Edit: Your first expression in your attempt also does not match what you wrote in the OP. Only what you wrote in the attempt makes sense together with the presumtive answer so I am going to edit your OP to reflect this.

6. Feb 25, 2015

OMG so those terms vanish? :O

7. Feb 25, 2015

### Orodruin

Staff Emeritus
That would depend on what terms you are referring to. What did you get for the trace of the delta?

8. Feb 25, 2015

That's fine there is a typo...there is a cdot somewhere it shouldnt be in the first term.

But mu isnt = nu and there is only one term where the two etas are being contracted. If that term goes to 0 I get

9. Feb 25, 2015

### Orodruin

Staff Emeritus
Sorry, but it is not clear what you are doing with your etas. What did you get for $\eta^{\mu\nu}\eta_{\mu\nu}$ in the end? This is of crucial importance for the problem so you need to write these steps out. Neglecting the term where the etas contract you should get -4 in front of the term where the p1s are contracted with each other (and te p2s with each other).

10. Feb 25, 2015

I think it's easier if I just tell you a few terms.
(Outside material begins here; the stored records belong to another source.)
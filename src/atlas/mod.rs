//! Lightmap atlas packing.
//!
//! [`pack_lightmap`] lays out the selected faces of a mesh in the unit square
//! so that every face owns a separate region of a lightmap texture. The run
//! goes through these stages:
//!
//! 1. [`analyze`](analyze::analyze): measure quads, pair similar triangles.
//! 2. [`quantize`](quantize::quantize): snap sizes to powers of two.
//! 3. [`normalize_orientation`](orient::normalize_orientation): make every
//!    leaf wide-or-square.
//! 4. [`consolidate`](consolidate::consolidate): merge equal cells into
//!    super-cells to shrink the packing problem.
//! 5. A [`Packer`] places the remaining boxes on a canvas.
//! 6. [`place_roots`](place::place_roots) and
//!    [`write_placements`](place::write_placements): walk the tree down to
//!    every leaf and write the UVs.
//!
//! # Example
//!
//! ```
//! use quilt::atlas::{pack_mesh_lightmap, LightmapOptions, ShelfPacker};
//! use quilt::mesh::{build_from_quads, LoopUvs, PolyMesh};
//! use nalgebra::Point3;
//!
//! // A 2x2 grid of unit quads
//! let mut vertices = Vec::new();
//! for y in 0..3 {
//!     for x in 0..3 {
//!         vertices.push(Point3::new(x as f64, y as f64, 0.0));
//!     }
//! }
//! let mut faces = Vec::new();
//! for y in 0..2 {
//!     for x in 0..2 {
//!         let v = y * 3 + x;
//!         faces.push([v, v + 1, v + 4, v + 3]);
//!     }
//! }
//! let mesh: PolyMesh = build_from_quads(&vertices, &faces).unwrap();
//! let mut uvs = LoopUvs::for_mesh(&mesh);
//!
//! let report = pack_mesh_lightmap(&mesh, &LightmapOptions::default(), &ShelfPacker, &mut uvs)
//!     .unwrap();
//! assert_eq!(report.leaf_count, 4);
//! assert_eq!(report.box_count, 1);
//! ```

pub mod analyze;
pub mod cell;
pub mod consolidate;
pub mod options;
pub mod orient;
pub mod packer;
pub mod place;
pub mod quantize;

use log::{debug, warn};

use crate::error::{AtlasError, Result};
use crate::mesh::{FaceId, LoopUvs, MeshIndex, PolyMesh};

pub use analyze::{SkipReason, SkippedFace, MIN_FACES};
pub use options::LightmapOptions;
pub use packer::{PackBox, Packer, PackingRequest, PackingResult, Placement, ShelfPacker};
pub use place::UvRect;

/// Summary of a packing run.
#[derive(Debug, Clone)]
pub struct AtlasReport<I: MeshIndex = u32> {
    /// Canvas width reported by the packer, in quantized units.
    pub canvas_width: f64,
    /// Canvas height reported by the packer, in quantized units.
    pub canvas_height: f64,
    /// Number of leaf cells (quads, triangle pairs and lone triangles).
    pub leaf_count: usize,
    /// Number of boxes handed to the packer.
    pub box_count: usize,
    /// Number of group cells built by consolidation.
    pub group_count: usize,
    /// Selected faces that were left out.
    pub skipped: Vec<SkippedFace<I>>,
}

/// Pack the given faces into a lightmap atlas and write their UVs.
///
/// `uvs` must have one entry per loop of `mesh`. Loops of faces that are not
/// selected (or are skipped) keep their previous value. Nothing is written
/// unless the run succeeds.
///
/// # Errors
///
/// - [`AtlasError::InvalidParameter`] for out-of-range options
/// - [`AtlasError::UvLayerMismatch`] if `uvs` does not fit the mesh
/// - [`AtlasError::InvalidFaceId`] or [`AtlasError::DuplicateFace`] for a bad
///   selection
/// - [`AtlasError::TooFewFaces`] if fewer than [`MIN_FACES`] usable faces
///   remain
/// - [`AtlasError::PackingFault`] if the packer result breaks the contract,
///   or any error the packer itself returns
pub fn pack_lightmap<I, P>(
    mesh: &PolyMesh<I>,
    faces: &[FaceId<I>],
    options: &LightmapOptions,
    packer: &P,
    uvs: &mut LoopUvs<I>,
) -> Result<AtlasReport<I>>
where
    I: MeshIndex,
    P: Packer + ?Sized,
{
    options.validate()?;
    if uvs.len() != mesh.num_loops() {
        return Err(AtlasError::UvLayerMismatch {
            expected: mesh.num_loops(),
            found: uvs.len(),
        });
    }

    let analysis = analyze::analyze(mesh, faces, options.min_face_area)?;
    let leaf_count = analysis.leaves.len();
    let skipped = analysis.skipped;

    let margin_divisor = options.margin_divisor();
    let (mut arena, leaves, _) =
        quantize::quantize(analysis.leaves, margin_divisor).ok_or(AtlasError::EmptyPacking)?;
    let turned = orient::normalize_orientation(&mut arena, &leaves);
    debug!("{} of {} leaves turned wide", turned, leaf_count);

    let consolidation =
        consolidate::consolidate(&mut arena, leaves, options.consolidation_divisor);
    let request = PackingRequest::from_cells(&arena, &consolidation.roots);
    if request.is_empty() {
        return Err(AtlasError::EmptyPacking);
    }

    debug!("packing {} boxes", request.len());
    let result = packer.pack(&request)?;
    let origins = result.validate(&request)?;
    debug!("canvas {} x {}", result.canvas_width, result.canvas_height);

    let canvas = place::Canvas::new(result.canvas_width, result.canvas_height, margin_divisor);
    let rects = place::place_roots(
        &arena,
        &consolidation.roots,
        &origins,
        &canvas,
        options.parallel,
    );
    place::write_placements(mesh, &arena, &rects, uvs);

    if !skipped.is_empty() {
        warn!(
            "{} selected faces were not packed: {}",
            skipped.len(),
            describe_skipped(&skipped)
        );
    }

    Ok(AtlasReport {
        canvas_width: result.canvas_width,
        canvas_height: result.canvas_height,
        leaf_count,
        box_count: request.len(),
        group_count: arena.len() - leaf_count,
        skipped,
    })
}

/// Pack every face of the mesh. See [`pack_lightmap`].
pub fn pack_mesh_lightmap<I, P>(
    mesh: &PolyMesh<I>,
    options: &LightmapOptions,
    packer: &P,
    uvs: &mut LoopUvs<I>,
) -> Result<AtlasReport<I>>
where
    I: MeshIndex,
    P: Packer + ?Sized,
{
    let faces: Vec<FaceId<I>> = mesh.face_ids().collect();
    pack_lightmap(mesh, &faces, options, packer, uvs)
}

fn describe_skipped<I: MeshIndex>(skipped: &[SkippedFace<I>]) -> String {
    let degenerate = skipped
        .iter()
        .filter(|s| matches!(s.reason, SkipReason::Degenerate { .. }))
        .count();
    format!(
        "{} degenerate, {} neither triangle nor quad",
        degenerate,
        skipped.len() - degenerate
    )
}
//! Snapping leaf sizes to a power-of-two progression.
//!
//! Leaf widths and heights are replaced by the nearest entry of a halving
//! sequence that starts at the side length of the largest leaf. The smallest
//! entry becomes 1, the next 2, and so on, so all quantized sizes are powers
//! of two and cells of the same size compare equal exactly.

use log::debug;

use crate::mesh::MeshIndex;

use super::analyze::LeafShape;
use super::cell::{CellArena, CellId};

/// Upper bound on the number of progression steps; keeps every quantized
/// side at or below 2^23.
pub const MAX_STEPS: usize = 24;

/// Relative slack when comparing a halved step against the smallest leaf, so
/// identical leaves measured with rounding noise share one step.
const STEP_TOLERANCE: f64 = 1e-9;

/// A halving sequence of real lengths and its power-of-two integer codes.
#[derive(Debug, Clone, PartialEq)]
pub struct Progression {
    /// Real lengths, ascending. Entry `k` is encoded as `2^k`.
    steps: Vec<f64>,
}

impl Progression {
    /// Build the progression for leaves whose side lengths range from
    /// `min_len` to `max_len`.
    ///
    /// Halving stops before a step would drop below `min_len`, or once a
    /// quarter of the current step falls below `overall_side / margin_divisor`.
    pub fn new(max_len: f64, min_len: f64, overall_side: f64, margin_divisor: f64) -> Self {
        let threshold = overall_side / margin_divisor;
        let floor = min_len * (1.0 - STEP_TOLERANCE);

        let mut steps = vec![max_len];
        let mut current = max_len;
        while steps.len() < MAX_STEPS {
            let next = current * 0.5;
            if next < floor || current * 0.25 < threshold {
                break;
            }
            steps.push(next);
            current = next;
        }
        steps.reverse();

        Self { steps }
    }

    /// Build the progression for a set of leaf shapes.
    ///
    /// Returns `None` if there are no leaves.
    pub fn for_leaves<I: MeshIndex>(leaves: &[LeafShape<I>], margin_divisor: f64) -> Option<Self> {
        let first = leaves.first()?.area();
        let (min_area, max_area, total_area) = leaves.iter().fold(
            (first, first, 0.0),
            |(min, max, total), leaf| {
                let area = leaf.area();
                (min.min(area), max.max(area), total + area)
            },
        );
        Some(Self::new(
            max_area.sqrt(),
            min_area.sqrt(),
            total_area.sqrt(),
            margin_divisor,
        ))
    }

    /// Number of steps.
    #[inline]
    pub fn len(&self) -> usize {
        self.steps.len()
    }

    /// Always false; a progression has at least one step.
    #[inline]
    pub fn is_empty(&self) -> bool {
        self.steps.is_empty()
    }

    /// Real lengths, ascending.
    #[inline]
    pub fn steps(&self) -> &[f64] {
        &self.steps
    }

    /// Real length of one quantized unit.
    #[inline]
    pub fn unit(&self) -> f64 {
        self.steps[0]
    }

    /// Quantize a length to the code of its nearest step. Ties go to the
    /// smaller step.
    pub fn quantize(&self, length: f64) -> u64 {
        let mut best = 0;
        for (k, &step) in self.steps.iter().enumerate().skip(1) {
            if (step - length).abs() < (self.steps[best] - length).abs() {
                best = k;
            }
        }
        1 << best
    }
}

/// Quantize leaf shapes into arena cells.
///
/// Returns the arena, the leaf ids in input order and the progression used.
/// Returns `None` if there are no leaves.
pub fn quantize<I: MeshIndex>(
    leaves: Vec<LeafShape<I>>,
    margin_divisor: f64,
) -> Option<(CellArena<I>, Vec<CellId>, Progression)> {
    let progression = Progression::for_leaves(&leaves, margin_divisor)?;

    let mut arena = CellArena::new();
    let ids = leaves
        .into_iter()
        .map(|leaf| {
            arena.push_leaf(
                progression.quantize(leaf.width),
                progression.quantize(leaf.height),
                leaf.payload,
            )
        })
        .collect();

    debug!(
        "quantized with {} steps, unit length {}",
        progression.len(),
        progression.unit()
    );

    Some((arena, ids, progression))
}
//! Mesh construction utilities.
//!
//! This module builds [`PolyMesh`] values from face-vertex lists as commonly
//! found in mesh file formats and host applications.

use nalgebra::Point3;

use super::index::{LoopId, MeshIndex, VertexId};
use super::poly::{Face, PolyMesh};
use crate::error::{AtlasError, Result};

/// Build a polygon mesh from vertices and faces of any corner count.
///
/// # Arguments
/// * `vertices` - List of vertex positions
/// * `faces` - List of faces, each as a list of vertex indices in winding order
///
/// # Returns
/// A polygon mesh, or an error if the input is invalid.
///
/// # Example
/// ```
/// use quilt::mesh::{build_from_polygons, PolyMesh};
/// use nalgebra::Point3;
///
/// let vertices = vec![
///     Point3::new(0.0, 0.0, 0.0),
///     Point3::new(1.0, 0.0, 0.0),
///     Point3::new(1.0, 1.0, 0.0),
///     Point3::new(0.0, 1.0, 0.0),
/// ];
/// let faces = vec![vec![0, 1, 2, 3]];
///
/// let mesh: PolyMesh = build_from_polygons(&vertices, &faces).unwrap();
/// assert_eq!(mesh.num_loops(), 4);
/// ```
pub fn build_from_polygons<I: MeshIndex, F: AsRef<[usize]>>(
    vertices: &[Point3<f64>],
    faces: &[F],
) -> Result<PolyMesh<I>> {
    if faces.is_empty() {
        return Err(AtlasError::EmptyMesh);
    }

    let mut loops = Vec::with_capacity(faces.iter().map(|f| f.as_ref().len()).sum());
    let mut out_faces = Vec::with_capacity(faces.len());

    for (fi, face) in faces.iter().enumerate() {
        let face = face.as_ref();
        if face.len() < 3 {
            return Err(AtlasError::TooFewCorners {
                face: fi,
                corners: face.len(),
            });
        }
        for (k, &vi) in face.iter().enumerate() {
            if vi >= vertices.len() {
                return Err(AtlasError::InvalidVertexIndex { face: fi, vertex: vi });
            }
            if face[..k].contains(&vi) {
                return Err(AtlasError::DegenerateFace { face: fi });
            }
        }

        out_faces.push(Face {
            first_loop: LoopId::new(loops.len()),
            corners: face.len(),
        });
        loops.extend(face.iter().map(|&vi| VertexId::new(vi)));
    }

    Ok(PolyMesh {
        positions: vertices.to_vec(),
        loops,
        faces: out_faces,
    })
}

/// Build a polygon mesh from vertices and triangle faces.
pub fn build_from_triangles<I: MeshIndex>(
    vertices: &[Point3<f64>],
    faces: &[[usize; 3]],
) -> Result<PolyMesh<I>> {
    build_from_polygons(vertices, faces)
}

/// Build a polygon mesh from vertices and quad faces.
///
/// Each quad is `[v0, v1, v2, v3]`; edges `v0-v1`/`v2-v3` and `v1-v2`/`v3-v0`
/// are treated as opposite pairs by the packer.
pub fn build_from_quads<I: MeshIndex>(
    vertices: &[Point3<f64>],
    faces: &[[usize; 4]],
) -> Result<PolyMesh<I>> {
    build_from_polygons(vertices, faces)
}

#[cfg(test)]
mod tests {
    use super::*;
    use crate::mesh::FaceId;

    fn unit_square() -> Vec<Point3<f64>> {
        vec![
            Point3::new(0.0, 0.0, 0.0),
            Point3::new(1.0, 0.0, 0.0),
            Point3::new(1.0, 1.0, 0.0),
            Point3::new(0.0, 1.0, 0.0),
        ]
    }

    #[test]
    fn test_build_from_quads() {
        let mesh: PolyMesh<u32> = build_from_quads(&unit_square(), &[[0, 1, 2, 3]]).unwrap();
        assert_eq!(mesh.num_vertices(), 4);
        assert_eq!(mesh.num_faces(), 1);
        assert_eq!(mesh.face_corners(FaceId::new(0)), 4);
    }

    #[test]
    fn test_build_from_triangles() {
        let faces = [[0, 1, 2], [0, 2, 3]];
        let mesh: PolyMesh<u16> = build_from_triangles(&unit_square(), &faces).unwrap();
        assert_eq!(mesh.num_faces(), 2);
        assert_eq!(mesh.num_loops(), 6);
        let second: Vec<usize> = mesh
            .face_vertices(FaceId::new(1))
            .map(|v| v.index())
            .collect();
        assert_eq!(second, vec![0, 2, 3]);
    }

    #[test]
    fn test_empty_mesh() {
        let faces: Vec<[usize; 3]> = Vec::new();
        let result: Result<PolyMesh<u32>> = build_from_triangles(&unit_square(), &faces);
        assert!(matches!(result, Err(AtlasError::EmptyMesh)));
    }

    #[test]
    fn test_invalid_vertex_index() {
        let result: Result<PolyMesh<u32>> = build_from_triangles(&unit_square(), &[[0, 1, 9]]);
        assert!(matches!(
            result,
            Err(AtlasError::InvalidVertexIndex { face: 0, vertex: 9 })
        ));
    }

    #[test]
    fn test_degenerate_face() {
        let result: Result<PolyMesh<u32>> = build_from_quads(&unit_square(), &[[0, 1, 2, 0]]);
        assert!(matches!(result, Err(AtlasError::DegenerateFace { face: 0 })));
    }

    #[test]
    fn test_too_few_corners() {
        let faces = vec![vec![0, 1, 2], vec![2, 3]];
        let result: Result<PolyMesh<u32>> = build_from_polygons(&unit_square(), &faces);
        assert!(matches!(
            result,
            Err(AtlasError::TooFewCorners { face: 1, corners: 2 })
        ));
    }
}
So in each line there is an example of a product of terms:

11. Feb 25, 2015

### Orodruin

Staff Emeritus
Yes, the question mark is the crucial point here. What is the trace of the delta tensor?

12. Feb 25, 2015

is it 4..?

13. Feb 25, 2015

Yes doctor that solves my problem. The terms now cancel if I have a factor of 4 in front of one of them due to the trace of the delta tensor in spacetime. You saved the day once more doctor, you should consider becoming a superhero :D thank you!

14. Feb 25, 2015

### Orodruin

Staff Emeritus
Just for closure: Yes, it is 4. In general it is equal to the total number of dimensions.